Comment: Re:One more issue (Score 4, Interesting) 1064
I consider myself to favor progressive tax policies, but even I think this goes too far.
"Mark to market" has a lot of problems. As you say, the market price at any given moment in time simply reflects the price at which the most recent sale of any size was executed. There's no guarantee that any other sale would be executed at that price, and if a large volume of the item (or security) were to be sold all at once, it's unlikely that anything close to that price would be realized. So even leaving aside that this is a wealth tax rather than an income tax, it's not taxing actual wealth; it's taxing wealth assuming an arbitrary valuation.
This kind of thing could easily be gamed. Suppose at the end of the year someone arranged to sell a small block of securities at an artificially low price right at the closing bell? Presumably regulations could be passed to inhibit this, but I'm sure there would still be plenty of possibilities.

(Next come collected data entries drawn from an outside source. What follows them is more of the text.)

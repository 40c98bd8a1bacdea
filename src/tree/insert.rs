use compare::Compare;
use std::cmp::Ordering::{self, *};
use super::{Handle, Tree};
use super::super::AllocError;
use super::node::{Color, Dir, Left, NIL, NodeIndex, Right};

impl<K, V, C> Tree<K, V, C> where C: Compare<K> {
    /// Inserts a key and value into the tree.
    ///
    /// Returns a handle to the element with the given key, and `true` if it was inserted. If
    /// the tree already contains an equivalent key, the tree is left unchanged, the given key
    /// and value are dropped, and the returned flag is `false`.
    ///
    /// # Panics
    ///
    /// Panics if the node store cannot grow. See [`try_insert`](#method.try_insert).
    ///
    /// # Examples
    ///
    /// ```
    /// let mut tree = rbtree::Tree::new();
    ///
    /// let (handle, inserted) = tree.insert(1, "a");
    /// assert!(inserted);
    ///
    /// let (existing, inserted) = tree.insert(1, "b");
    /// assert!(!inserted);
    /// assert_eq!(existing, handle);
    /// assert_eq!(tree.key_value(handle), Some((&1, &"a")));
    /// ```
    pub fn insert(&mut self, key: K, value: V) -> (Handle, bool) {
        match self.try_insert(key, value) {
            Ok(result) => result,
            Err(err) => panic!("{}", err),
        }
    }

    /// Inserts a key and value into the tree, returning an error instead of panicking if the
    /// node store cannot grow.
    ///
    /// On error the tree is unchanged.
    pub fn try_insert(&mut self, key: K, value: V) -> Result<(Handle, bool), AllocError> {
        let mut parent = NIL;
        let mut order = Less;
        let mut node = self.root;

        while node != NIL {
            parent = node;
            order = self.cmp.compare(&key, self.store.key(node));

            node = match order {
                Equal => return Ok((self.handle(node), false)),
                Less => self.store.left(node),
                Greater => self.store.right(node),
            };
        }

        self.store.reserve()?;
        let node = self.link(parent, order, key, value);
        Ok((self.handle(node), true))
    }

    /// Inserts a key and value into the tree, using `hint` as a guess of where the key belongs.
    ///
    /// The hint names the element before which the key would be placed, with `None` meaning the
    /// end of the tree. If the key belongs immediately before the hint, it is linked in without
    /// searching from the root. Otherwise this behaves like [`insert`](#method.insert).
    ///
    /// Returns a handle to the element with the given key. If the tree already contains an
    /// equivalent key, the tree is left unchanged.
    ///
    /// # Panics
    ///
    /// Panics if the node store cannot grow. See
    /// [`try_insert_hint`](#method.try_insert_hint).
    ///
    /// # Examples
    ///
    /// ```
    /// let mut tree = rbtree::Tree::new();
    ///
    /// // Appending sorted input at the end never searches.
    /// for key in 0..10 { tree.insert_hint(None, key, ()); }
    ///
    /// let five = tree.find(&5);
    /// tree.remove_key(&4);
    /// tree.insert_hint(five, 4, ());
    ///
    /// assert!(tree.iter().map(|e| *e.0).eq(0..10));
    /// ```
    pub fn insert_hint(&mut self, hint: Option<Handle>, key: K, value: V) -> Handle {
        match self.try_insert_hint(hint, key, value) {
            Ok(handle) => handle,
            Err(err) => panic!("{}", err),
        }
    }

    /// Inserts a key and value into the tree using a position hint, returning an error instead
    /// of panicking if the node store cannot grow.
    ///
    /// On error the tree is unchanged.
    pub fn try_insert_hint(&mut self, hint: Option<Handle>, key: K, value: V)
        -> Result<Handle, AllocError> {

        let next = match hint {
            None => NIL,
            Some(handle) if self.is_live(handle) => handle.index,
            Some(_) => return self.try_insert(key, value).map(|e| e.0),
        };

        let prev = self.step::<Left>(next);

        if next != NIL {
            match self.cmp.compare(&key, self.store.key(next)) {
                Less => {}
                Equal => return Ok(self.handle(next)),
                Greater => return self.try_insert(key, value).map(|e| e.0),
            }
        }

        if prev != NIL {
            match self.cmp.compare(&key, self.store.key(prev)) {
                Greater => {}
                Equal => return Ok(self.handle(prev)),
                Less => return self.try_insert(key, value).map(|e| e.0),
            }
        }

        self.store.reserve()?;

        // `prev` is the maximum of `next`'s left subtree whenever that subtree is non-empty, so
        // one of the two slots below is always free.
        let node = if next != NIL && self.store.left(next) == NIL {
            self.link(next, Less, key, value)
        } else {
            self.link(prev, Greater, key, value)
        };

        Ok(self.handle(node))
    }

    /// Links a new node as the `order` child of `parent` and restores the red-black invariants.
    ///
    /// The caller must have reserved a slot.
    fn link(&mut self, parent: NodeIndex, order: Ordering, key: K, value: V) -> NodeIndex {
        let node = self.store.alloc(parent, key, value);

        if parent == NIL {
            self.root = node;
            self.min = node;
            self.max = node;
        } else if order == Less {
            self.store[parent].left = node;
            // Only a left child of the minimum can precede it.
            if parent == self.min { self.min = node; }
        } else {
            self.store[parent].right = node;
            if parent == self.max { self.max = node; }
        }

        self.insert_fixup(node);
        node
    }

    fn insert_fixup(&mut self, mut node: NodeIndex) {
        while self.store.is_red(self.store.parent(node)) {
            let parent = self.store.parent(node);
            let grandparent = self.store.parent(parent);

            node = if self.store.left(grandparent) == parent {
                self.insert_step::<Left>(node)
            } else {
                self.insert_step::<Right>(node)
            };
        }

        let root = self.root;
        self.store.set_color(root, Color::Black);
    }

    /// Resolves a red-red violation between `node` and its parent, where the parent is the `D`
    /// child of the grandparent. Returns the node from which the fixup must continue.
    fn insert_step<D: Dir>(&mut self, mut node: NodeIndex) -> NodeIndex {
        let parent = self.store.parent(node);
        let grandparent = self.store.parent(parent);
        let uncle = D::Opposite::child(&self.store[grandparent]);

        if self.store.is_red(uncle) {
            self.store.set_color(parent, Color::Black);
            self.store.set_color(uncle, Color::Black);
            self.store.set_color(grandparent, Color::Red);
            return grandparent;
        }

        if node == D::Opposite::child(&self.store[parent]) {
            node = parent;
            self.rotate::<D>(node);
        }

        let parent = self.store.parent(node);
        let grandparent = self.store.parent(parent);
        self.store.set_color(parent, Color::Black);
        self.store.set_color(grandparent, Color::Red);
        self.rotate::<D::Opposite>(grandparent);
        node
    }
}
//! An ordered set based on a red-black tree.

use compare::{Compare, Natural};
use std::cmp::Ordering;
use std::collections::Bound;
use std::fmt::{self, Debug};
use std::hash::{self, Hash};
use std::iter::{self, FusedIterator};
use super::map::{self, Map};
use super::tree::{Cursor, Handle, RevCursor};

/// An ordered set based on a red-black tree.
///
/// The behavior of this set is unspecified if an item's ordering relative to any other item
/// changes while the item is in the set. This is normally only possible through `Cell`,
/// `RefCell`, or unsafe code.
pub struct Set<T, C = Natural<T>> where C: Compare<T> {
    map: Map<T, (), C>,
}

impl<T> Set<T> where T: Ord {
    /// Creates an empty set ordered according to the natural order of its items.
    ///
    /// # Examples
    ///
    /// ```
    /// let mut set = rbtree::Set::new();
    ///
    /// set.insert(2);
    /// set.insert(1);
    /// set.insert(3);
    ///
    /// let mut it = set.iter();
    /// assert_eq!(it.next(), Some(&1));
    /// assert_eq!(it.next(), Some(&2));
    /// assert_eq!(it.next(), Some(&3));
    /// assert_eq!(it.next(), None);
    /// ```
    pub fn new() -> Self { Set { map: Map::new() } }
}

impl<T, C> Set<T, C> where C: Compare<T> {
    /// Creates an empty set ordered according to the given comparator.
    ///
    /// # Examples
    ///
    /// ```
    /// use compare::{Compare, natural};
    ///
    /// let mut set = rbtree::Set::with_cmp(natural().rev());
    ///
    /// set.insert(2);
    /// set.insert(1);
    /// set.insert(3);
    ///
    /// let mut it = set.iter();
    /// assert_eq!(it.next(), Some(&3));
    /// assert_eq!(it.next(), Some(&2));
    /// assert_eq!(it.next(), Some(&1));
    /// assert_eq!(it.next(), None);
    /// ```
    pub fn with_cmp(cmp: C) -> Self { Set { map: Map::with_cmp(cmp) } }

    /// Checks if the set is empty.
    ///
    /// # Examples
    ///
    /// ```
    /// let mut set = rbtree::Set::new();
    /// assert!(set.is_empty());
    ///
    /// set.insert(2);
    /// assert!(!set.is_empty());
    /// ```
    pub fn is_empty(&self) -> bool { self.map.is_empty() }

    /// Returns the number of items in the set.
    ///
    /// # Examples
    ///
    /// ```
    /// let mut set = rbtree::Set::new();
    /// assert_eq!(set.len(), 0);
    ///
    /// set.insert(2);
    /// assert_eq!(set.len(), 1);
    /// ```
    pub fn len(&self) -> usize { self.map.len() }

    /// Returns the maximum number of items the set can hold.
    pub fn max_size(&self) -> usize { self.map.max_size() }

    /// Returns a reference to the set's comparator.
    pub fn cmp(&self) -> &C { self.map.cmp() }

    /// Removes all items from the set.
    ///
    /// # Examples
    ///
    /// ```
    /// let mut set = rbtree::Set::new();
    ///
    /// set.insert(2);
    /// set.insert(1);
    /// set.insert(3);
    ///
    /// assert_eq!(set.len(), 3);
    ///
    /// set.clear();
    ///
    /// assert_eq!(set.len(), 0);
    /// assert_eq!(set.iter().next(), None);
    /// ```
    pub fn clear(&mut self) { self.map.clear(); }

    /// Swaps the contents of this set with another in constant time.
    pub fn swap(&mut self, other: &mut Self) { self.map.swap(&mut other.map); }

    /// Inserts an item into the set, returning `true` if the set did not already contain the
    /// item.
    ///
    /// # Examples
    ///
    /// ```
    /// let mut set = rbtree::Set::new();
    /// assert!(set.insert(1));
    /// assert!(!set.insert(1));
    /// ```
    pub fn insert(&mut self, item: T) -> bool { self.map.insert(item, ()).is_none() }

    /// Inserts an item into the set using `hint` as a guess of the position before which the
    /// item belongs, with `None` meaning the end of the set.
    ///
    /// Returns a handle to the item equivalent to the given one.
    ///
    /// # Examples
    ///
    /// ```
    /// let mut set = rbtree::Set::new();
    /// for item in 0..5 { set.insert_hint(None, item); }
    ///
    /// let three = set.find(&3).handle();
    /// set.remove(&2);
    /// set.insert_hint(three, 2);
    ///
    /// assert!(set.iter().cloned().eq(0..5));
    /// ```
    pub fn insert_hint(&mut self, hint: Option<Handle>, item: T) -> Handle {
        self.map.insert_hint(hint, item, ())
    }

    /// Removes the given item from the set, returning `true` if the set contained the item.
    ///
    /// # Examples
    ///
    /// ```
    /// let mut set = rbtree::Set::new();
    ///
    /// set.insert(2);
    /// set.insert(1);
    /// set.insert(3);
    ///
    /// assert_eq!(set.len(), 3);
    /// assert!(set.contains(&1));
    /// assert!(set.remove(&1));
    ///
    /// assert_eq!(set.len(), 2);
    /// assert!(!set.contains(&1));
    /// assert!(!set.remove(&1));
    /// ```
    pub fn remove<Q: ?Sized>(&mut self, item: &Q) -> bool where C: Compare<Q, T> {
        self.map.remove(item).is_some()
    }

    /// Removes and returns the set's item that is equivalent to the given item, or `None` if
    /// the set does not contain one.
    pub fn take<Q: ?Sized>(&mut self, item: &Q) -> Option<T> where C: Compare<Q, T> {
        self.map.remove(item).map(|e| e.0)
    }

    /// Removes and returns the item the given handle refers to, or `None` if the handle has
    /// been invalidated.
    pub fn remove_at(&mut self, handle: Handle) -> Option<T> {
        self.map.remove_at(handle).map(|e| e.0)
    }

    /// Checks if the set contains the given item.
    ///
    /// # Examples
    ///
    /// ```
    /// let mut set = rbtree::Set::new();
    /// assert!(!set.contains(&1));
    /// set.insert(1);
    /// assert!(set.contains(&1));
    /// ```
    pub fn contains<Q: ?Sized>(&self, item: &Q) -> bool where C: Compare<Q, T> {
        self.map.contains_key(item)
    }

    /// Returns a reference to the set's item that is equivalent to the given item, or `None`
    /// if the set does not contain one.
    pub fn get<Q: ?Sized>(&self, item: &Q) -> Option<&T> where C: Compare<Q, T> {
        self.map.find(item).key()
    }

    /// Returns the item the given handle refers to, or `None` if the handle has been
    /// invalidated.
    pub fn get_at(&self, handle: Handle) -> Option<&T> { self.map.get_at(handle).map(|e| e.0) }

    /// Returns a cursor at the given item, or at the end of the set if the set does not
    /// contain it.
    pub fn find<Q: ?Sized>(&self, item: &Q) -> Cursor<T, (), C> where C: Compare<Q, T> {
        self.map.find(item)
    }

    /// Returns a cursor at the first item that is not less than the given item.
    ///
    /// # Examples
    ///
    /// ```
    /// let set: rbtree::Set<_> = vec![10, 20, 30].into_iter().collect();
    ///
    /// assert_eq!(set.lower_bound(&15).key(), Some(&20));
    /// assert_eq!(set.lower_bound(&20).key(), Some(&20));
    /// assert!(set.lower_bound(&31).is_end());
    /// ```
    pub fn lower_bound<Q: ?Sized>(&self, item: &Q) -> Cursor<T, (), C> where C: Compare<Q, T> {
        self.map.lower_bound(item)
    }

    /// Returns a cursor at the first item that is greater than the given item.
    ///
    /// # Examples
    ///
    /// ```
    /// let set: rbtree::Set<_> = vec![10, 20, 30].into_iter().collect();
    ///
    /// assert_eq!(set.upper_bound(&20).key(), Some(&30));
    /// assert!(set.upper_bound(&30).is_end());
    /// ```
    pub fn upper_bound<Q: ?Sized>(&self, item: &Q) -> Cursor<T, (), C> where C: Compare<Q, T> {
        self.map.upper_bound(item)
    }

    /// Returns an iterator over the set's items that are equivalent to the given item.
    pub fn equal_range<Q: ?Sized>(&self, item: &Q) -> Range<T> where C: Compare<Q, T> {
        Range(self.map.equal_range(item))
    }

    /// Returns an iterator over the set's items that lie in the given range.
    ///
    /// The iterator yields the items in ascending order according to the set's comparator.
    ///
    /// # Examples
    ///
    /// ```
    /// use std::collections::Bound::{Included, Excluded, Unbounded};
    ///
    /// let mut set = rbtree::Set::new();
    ///
    /// set.insert("b");
    /// set.insert("a");
    /// set.insert("c");
    ///
    /// assert_eq!(set.range::<&str, &str>(Unbounded, Unbounded).collect::<Vec<_>>(),
    ///     [&"a", &"b", &"c"]);
    /// assert_eq!(set.range(Excluded(&"a"), Included(&"f")).collect::<Vec<_>>(),
    ///     [&"b", &"c"]);
    /// assert_eq!(set.range(Included(&"a"), Excluded(&"b")).collect::<Vec<_>>(), [&"a"]);
    /// ```
    pub fn range<Min: ?Sized, Max: ?Sized>(&self, min: Bound<&Min>, max: Bound<&Max>)
        -> Range<T> where C: Compare<Min, T> + Compare<Max, T> {

        Range(self.map.range(min, max))
    }

    /// Removes every item that lies in the given range and returns how many were removed.
    ///
    /// # Examples
    ///
    /// ```
    /// use std::collections::Bound::{Included, Unbounded};
    ///
    /// let mut set: rbtree::Set<_> = (0..6).collect();
    ///
    /// assert_eq!(set.remove_range(Unbounded, Included(&2)), 3);
    /// assert_eq!(set.iter().cloned().collect::<Vec<_>>(), [3, 4, 5]);
    /// ```
    pub fn remove_range<Min: ?Sized, Max: ?Sized>(&mut self, min: Bound<&Min>, max: Bound<&Max>)
        -> usize where C: Compare<Min, T> + Compare<Max, T> {

        self.map.remove_range(min, max)
    }

    /// Returns a reference to the set's minimum item, or `None` if the set is empty.
    ///
    /// # Examples
    ///
    /// ```
    /// let mut set = rbtree::Set::new();
    /// assert_eq!(set.first(), None);
    ///
    /// set.insert(2);
    /// set.insert(1);
    /// set.insert(3);
    ///
    /// assert_eq!(set.first(), Some(&1));
    /// ```
    pub fn first(&self) -> Option<&T> { self.map.first_key_value().map(|e| e.0) }

    /// Returns a reference to the set's maximum item, or `None` if the set is empty.
    ///
    /// # Examples
    ///
    /// ```
    /// let mut set = rbtree::Set::new();
    /// assert_eq!(set.last(), None);
    ///
    /// set.insert(2);
    /// set.insert(1);
    /// set.insert(3);
    ///
    /// assert_eq!(set.last(), Some(&3));
    /// ```
    pub fn last(&self) -> Option<&T> { self.map.last_key_value().map(|e| e.0) }

    /// Removes and returns the set's minimum item, or `None` if the set is empty.
    pub fn remove_min(&mut self) -> Option<T> { self.map.remove_min().map(|e| e.0) }

    /// Removes and returns the set's maximum item, or `None` if the set is empty.
    pub fn remove_max(&mut self) -> Option<T> { self.map.remove_max().map(|e| e.0) }

    pub fn begin(&self) -> Cursor<T, (), C> { self.map.begin() }

    pub fn end(&self) -> Cursor<T, (), C> { self.map.end() }

    pub fn rbegin(&self) -> RevCursor<T, (), C> { self.map.rbegin() }

    pub fn rend(&self) -> RevCursor<T, (), C> { self.map.rend() }

    /// Returns an iterator that consumes the set.
    ///
    /// The iterator yields the items in ascending order according to the set's comparator.
    ///
    /// # Examples
    ///
    /// ```
    /// let mut set = rbtree::Set::new();
    ///
    /// set.insert(2);
    /// set.insert(1);
    /// set.insert(3);
    ///
    /// let mut it = set.into_iter();
    /// assert_eq!(it.next(), Some(1));
    /// assert_eq!(it.next(), Some(2));
    /// assert_eq!(it.next(), Some(3));
    /// assert_eq!(it.next(), None);
    /// ```
    pub fn into_iter(self) -> IntoIter<T> { IntoIter(self.map.into_iter()) }

    /// Returns an iterator over the set.
    ///
    /// The iterator yields the items in ascending order according to the set's comparator.
    pub fn iter(&self) -> Iter<T> { Iter(self.map.iter()) }
}

impl<T, C> Clone for Set<T, C> where T: Clone, C: Compare<T> + Clone {
    fn clone(&self) -> Self { Set { map: self.map.clone() } }
    fn clone_from(&mut self, source: &Self) { self.map.clone_from(&source.map); }
}

impl<T, C> Debug for Set<T, C> where T: Debug, C: Compare<T> {
    fn fmt(&self, f: &mut fmt::Formatter) -> fmt::Result {
        f.debug_set().entries(self.iter()).finish()
    }
}

impl<T, C> Default for Set<T, C> where C: Compare<T> + Default {
    fn default() -> Self { Set { map: Default::default() } }
}

impl<T, C> Extend<T> for Set<T, C> where C: Compare<T> {
    fn extend<I: IntoIterator<Item=T>>(&mut self, it: I) {
        for item in it { self.insert(item); }
    }
}

impl<T, C> iter::FromIterator<T> for Set<T, C> where C: Compare<T> + Default {
    fn from_iter<I: IntoIterator<Item=T>>(it: I) -> Self {
        let mut set: Self = Default::default();
        set.extend(it);
        set
    }
}

impl<T, C> Hash for Set<T, C> where T: Hash, C: Compare<T> {
    fn hash<H: hash::Hasher>(&self, h: &mut H) { self.map.hash(h); }
}

impl<'a, T, C> IntoIterator for &'a Set<T, C> where C: Compare<T> {
    type Item = &'a T;
    type IntoIter = Iter<'a, T>;
    fn into_iter(self) -> Iter<'a, T> { self.iter() }
}

impl<T, C> IntoIterator for Set<T, C> where C: Compare<T> {
    type Item = T;
    type IntoIter = IntoIter<T>;
    fn into_iter(self) -> IntoIter<T> { self.into_iter() }
}

impl<T, C> PartialEq for Set<T, C> where C: Compare<T> {
    fn eq(&self, other: &Self) -> bool { self.map == other.map }
}

impl<T, C> Eq for Set<T, C> where C: Compare<T> {}

impl<T, C> PartialOrd for Set<T, C> where C: Compare<T> {
    fn partial_cmp(&self, other: &Self) -> Option<Ordering> {
        self.map.partial_cmp(&other.map)
    }
}

impl<T, C> Ord for Set<T, C> where C: Compare<T> {
    fn cmp(&self, other: &Self) -> Ordering { Ord::cmp(&self.map, &other.map) }
}

/// An iterator that consumes the set.
///
/// The iterator yields the items in ascending order according to the set's comparator.
///
/// # Examples
///
/// Acquire through [`Set::into_iter`](struct.Set.html#method.into_iter) or the
/// `IntoIterator` trait:
///
/// ```
/// let mut set = rbtree::Set::new();
///
/// set.insert(2);
/// set.insert(1);
/// set.insert(3);
///
/// for item in set {
///     println!("{:?}", item);
/// }
/// ```
pub struct IntoIter<T>(map::IntoIter<T, ()>);

impl<T> Iterator for IntoIter<T> {
    type Item = T;
    fn next(&mut self) -> Option<T> { self.0.next().map(|e| e.0) }
    fn size_hint(&self) -> (usize, Option<usize>) { self.0.size_hint() }
}

impl<T> DoubleEndedIterator for IntoIter<T> {
    fn next_back(&mut self) -> Option<T> { self.0.next_back().map(|e| e.0) }
}

impl<T> ExactSizeIterator for IntoIter<T> {}

impl<T> FusedIterator for IntoIter<T> {}

/// An iterator over the set.
///
/// The iterator yields the items in ascending order according to the set's comparator.
///
/// # Examples
///
/// Acquire through [`Set::iter`](struct.Set.html#method.iter) or the `IntoIterator` trait:
///
/// ```
/// let mut set = rbtree::Set::new();
///
/// set.insert(2);
/// set.insert(1);
/// set.insert(3);
///
/// for item in &set {
///     println!("{:?}", item);
/// }
/// ```
pub struct Iter<'a, T: 'a>(map::Iter<'a, T, ()>);

impl<'a, T> Clone for Iter<'a, T> {
    fn clone(&self) -> Iter<'a, T> { Iter(self.0.clone()) }
}

impl<'a, T> Iterator for Iter<'a, T> {
    type Item = &'a T;
    fn next(&mut self) -> Option<&'a T> { self.0.next().map(|e| e.0) }
    fn size_hint(&self) -> (usize, Option<usize>) { self.0.size_hint() }
}

impl<'a, T> DoubleEndedIterator for Iter<'a, T> {
    fn next_back(&mut self) -> Option<&'a T> { self.0.next_back().map(|e| e.0) }
}

impl<'a, T> ExactSizeIterator for Iter<'a, T> {}

impl<'a, T> FusedIterator for Iter<'a, T> {}

/// An iterator over the set's items that lie in a given range.
///
/// Acquire through [`Set::range`](struct.Set.html#method.range).
pub struct Range<'a, T: 'a>(map::Range<'a, T, ()>);

impl<'a, T> Clone for Range<'a, T> {
    fn clone(&self) -> Range<'a, T> { Range(self.0.clone()) }
}

impl<'a, T> Iterator for Range<'a, T> {
    type Item = &'a T;
    fn next(&mut self) -> Option<&'a T> { self.0.next().map(|e| e.0) }
}

impl<'a, T> DoubleEndedIterator for Range<'a, T> {
    fn next_back(&mut self) -> Option<&'a T> { self.0.next_back().map(|e| e.0) }
}

impl<'a, T> FusedIterator for Range<'a, T> {}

Furthermore, what happens when the security's price goes down? Does everyone holding it get a rebate? Or it is really nothing more than an annual wealth tax?
I'm not opposed on principle to a wealth tax, and I understand the issue of using an appreciated security as collateral to float a loan that could be more or less constantly renewed. And while a security's price is "stepped up" when passing through probate, I believe the estate still pays tax on the security's value at the time of death (but IANAL).